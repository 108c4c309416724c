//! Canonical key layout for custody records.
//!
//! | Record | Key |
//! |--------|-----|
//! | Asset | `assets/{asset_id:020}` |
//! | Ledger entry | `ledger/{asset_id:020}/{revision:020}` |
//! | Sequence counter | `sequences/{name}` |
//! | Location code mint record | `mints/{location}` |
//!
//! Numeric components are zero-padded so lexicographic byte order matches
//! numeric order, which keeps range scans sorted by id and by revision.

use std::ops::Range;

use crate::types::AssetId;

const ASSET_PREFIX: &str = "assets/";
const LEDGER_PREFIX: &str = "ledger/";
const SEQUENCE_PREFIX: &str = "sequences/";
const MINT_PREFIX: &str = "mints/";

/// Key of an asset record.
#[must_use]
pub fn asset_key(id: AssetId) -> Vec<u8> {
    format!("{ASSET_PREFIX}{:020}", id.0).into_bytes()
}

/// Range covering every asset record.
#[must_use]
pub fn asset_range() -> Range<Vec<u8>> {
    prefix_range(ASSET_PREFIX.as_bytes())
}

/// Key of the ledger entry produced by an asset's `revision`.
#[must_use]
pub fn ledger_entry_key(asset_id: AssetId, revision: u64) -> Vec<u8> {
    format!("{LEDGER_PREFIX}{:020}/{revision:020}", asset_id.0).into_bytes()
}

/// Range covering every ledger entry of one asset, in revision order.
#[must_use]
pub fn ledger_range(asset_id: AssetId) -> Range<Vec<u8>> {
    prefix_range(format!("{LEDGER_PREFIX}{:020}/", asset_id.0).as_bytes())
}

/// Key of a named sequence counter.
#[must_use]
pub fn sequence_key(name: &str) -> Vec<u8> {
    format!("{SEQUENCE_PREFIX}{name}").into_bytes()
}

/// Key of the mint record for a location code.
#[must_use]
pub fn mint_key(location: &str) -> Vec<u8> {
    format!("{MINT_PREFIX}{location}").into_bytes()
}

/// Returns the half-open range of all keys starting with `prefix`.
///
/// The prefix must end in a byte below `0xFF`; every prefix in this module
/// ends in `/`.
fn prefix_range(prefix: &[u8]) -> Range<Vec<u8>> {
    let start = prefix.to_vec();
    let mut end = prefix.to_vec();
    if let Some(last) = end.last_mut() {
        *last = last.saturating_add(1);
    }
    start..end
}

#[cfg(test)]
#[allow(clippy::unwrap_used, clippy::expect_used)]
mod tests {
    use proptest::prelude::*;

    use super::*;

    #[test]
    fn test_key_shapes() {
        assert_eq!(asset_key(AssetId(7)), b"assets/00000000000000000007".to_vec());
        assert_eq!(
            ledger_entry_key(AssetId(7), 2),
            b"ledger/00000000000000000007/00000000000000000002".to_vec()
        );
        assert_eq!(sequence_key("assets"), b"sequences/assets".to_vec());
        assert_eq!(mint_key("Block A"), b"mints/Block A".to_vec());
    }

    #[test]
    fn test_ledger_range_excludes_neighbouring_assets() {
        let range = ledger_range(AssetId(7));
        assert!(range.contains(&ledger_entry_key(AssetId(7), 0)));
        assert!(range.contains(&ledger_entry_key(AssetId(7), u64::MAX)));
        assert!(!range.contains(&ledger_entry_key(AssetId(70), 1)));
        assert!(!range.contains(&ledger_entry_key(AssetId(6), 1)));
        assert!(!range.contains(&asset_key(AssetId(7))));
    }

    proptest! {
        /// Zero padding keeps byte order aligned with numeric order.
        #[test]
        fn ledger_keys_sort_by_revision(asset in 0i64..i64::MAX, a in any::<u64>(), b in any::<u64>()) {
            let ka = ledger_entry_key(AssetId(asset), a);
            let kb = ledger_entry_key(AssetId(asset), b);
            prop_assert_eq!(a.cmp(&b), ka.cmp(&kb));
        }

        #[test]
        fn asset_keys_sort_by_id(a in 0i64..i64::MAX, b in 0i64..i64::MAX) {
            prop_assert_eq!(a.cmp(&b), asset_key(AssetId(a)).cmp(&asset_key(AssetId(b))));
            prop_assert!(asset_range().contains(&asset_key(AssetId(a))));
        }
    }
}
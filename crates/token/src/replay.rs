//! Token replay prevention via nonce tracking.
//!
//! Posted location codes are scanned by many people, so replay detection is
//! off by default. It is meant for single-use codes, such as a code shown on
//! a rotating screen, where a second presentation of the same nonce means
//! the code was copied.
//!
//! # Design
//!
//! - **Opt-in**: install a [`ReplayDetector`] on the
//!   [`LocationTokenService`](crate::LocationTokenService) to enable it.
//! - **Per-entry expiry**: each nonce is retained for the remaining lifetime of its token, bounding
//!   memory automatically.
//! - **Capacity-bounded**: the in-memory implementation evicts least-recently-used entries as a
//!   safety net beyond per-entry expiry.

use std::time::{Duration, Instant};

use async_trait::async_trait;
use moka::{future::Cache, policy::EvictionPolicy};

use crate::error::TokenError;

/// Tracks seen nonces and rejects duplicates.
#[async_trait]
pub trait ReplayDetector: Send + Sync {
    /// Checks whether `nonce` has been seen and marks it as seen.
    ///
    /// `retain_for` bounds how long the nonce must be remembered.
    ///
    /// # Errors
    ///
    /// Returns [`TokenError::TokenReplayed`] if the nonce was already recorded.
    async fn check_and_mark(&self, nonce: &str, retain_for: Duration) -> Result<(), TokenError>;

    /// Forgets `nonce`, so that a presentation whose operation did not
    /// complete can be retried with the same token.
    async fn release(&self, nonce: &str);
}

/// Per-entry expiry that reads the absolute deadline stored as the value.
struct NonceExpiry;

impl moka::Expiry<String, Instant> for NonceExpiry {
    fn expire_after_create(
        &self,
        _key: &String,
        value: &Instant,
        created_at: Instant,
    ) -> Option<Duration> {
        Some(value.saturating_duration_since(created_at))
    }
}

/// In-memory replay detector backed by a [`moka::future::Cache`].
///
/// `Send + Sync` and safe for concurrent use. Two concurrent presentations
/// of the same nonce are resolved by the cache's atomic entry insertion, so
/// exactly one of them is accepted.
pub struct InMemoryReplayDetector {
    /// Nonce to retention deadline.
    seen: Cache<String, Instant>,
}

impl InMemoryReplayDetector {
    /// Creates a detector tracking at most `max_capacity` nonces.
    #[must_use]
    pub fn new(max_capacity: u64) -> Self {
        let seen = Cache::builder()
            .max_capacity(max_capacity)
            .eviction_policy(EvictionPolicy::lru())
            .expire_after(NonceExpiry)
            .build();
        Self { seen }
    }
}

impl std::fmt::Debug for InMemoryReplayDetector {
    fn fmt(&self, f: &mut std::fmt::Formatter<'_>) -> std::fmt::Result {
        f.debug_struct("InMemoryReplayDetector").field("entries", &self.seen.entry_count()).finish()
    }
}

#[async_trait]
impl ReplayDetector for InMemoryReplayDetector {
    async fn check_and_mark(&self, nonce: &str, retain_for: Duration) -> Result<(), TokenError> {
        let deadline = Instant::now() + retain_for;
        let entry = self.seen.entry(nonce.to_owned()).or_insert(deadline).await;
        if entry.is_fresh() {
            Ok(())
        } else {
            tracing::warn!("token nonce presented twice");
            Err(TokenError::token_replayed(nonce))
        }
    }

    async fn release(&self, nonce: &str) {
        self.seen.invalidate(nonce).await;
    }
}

◆ TRY IT:
Pick out and copy the lines of the entries that hold the string "seen".

◆ ANSWER FOR THE TASK:
/// Tracks seen nonces and rejects duplicates.
    /// Checks whether `nonce` has been seen and marks it as seen.
    seen: Cache<String, Instant>,
        let seen = Cache::builder()
        Self { seen }
        f.debug_struct("InMemoryReplayDetector").field("entries", &self.seen.entry_count()).finish()
        let entry = self.seen.entry(nonce.to_owned()).or_insert(deadline).await;
        self.seen.invalidate(nonce).await;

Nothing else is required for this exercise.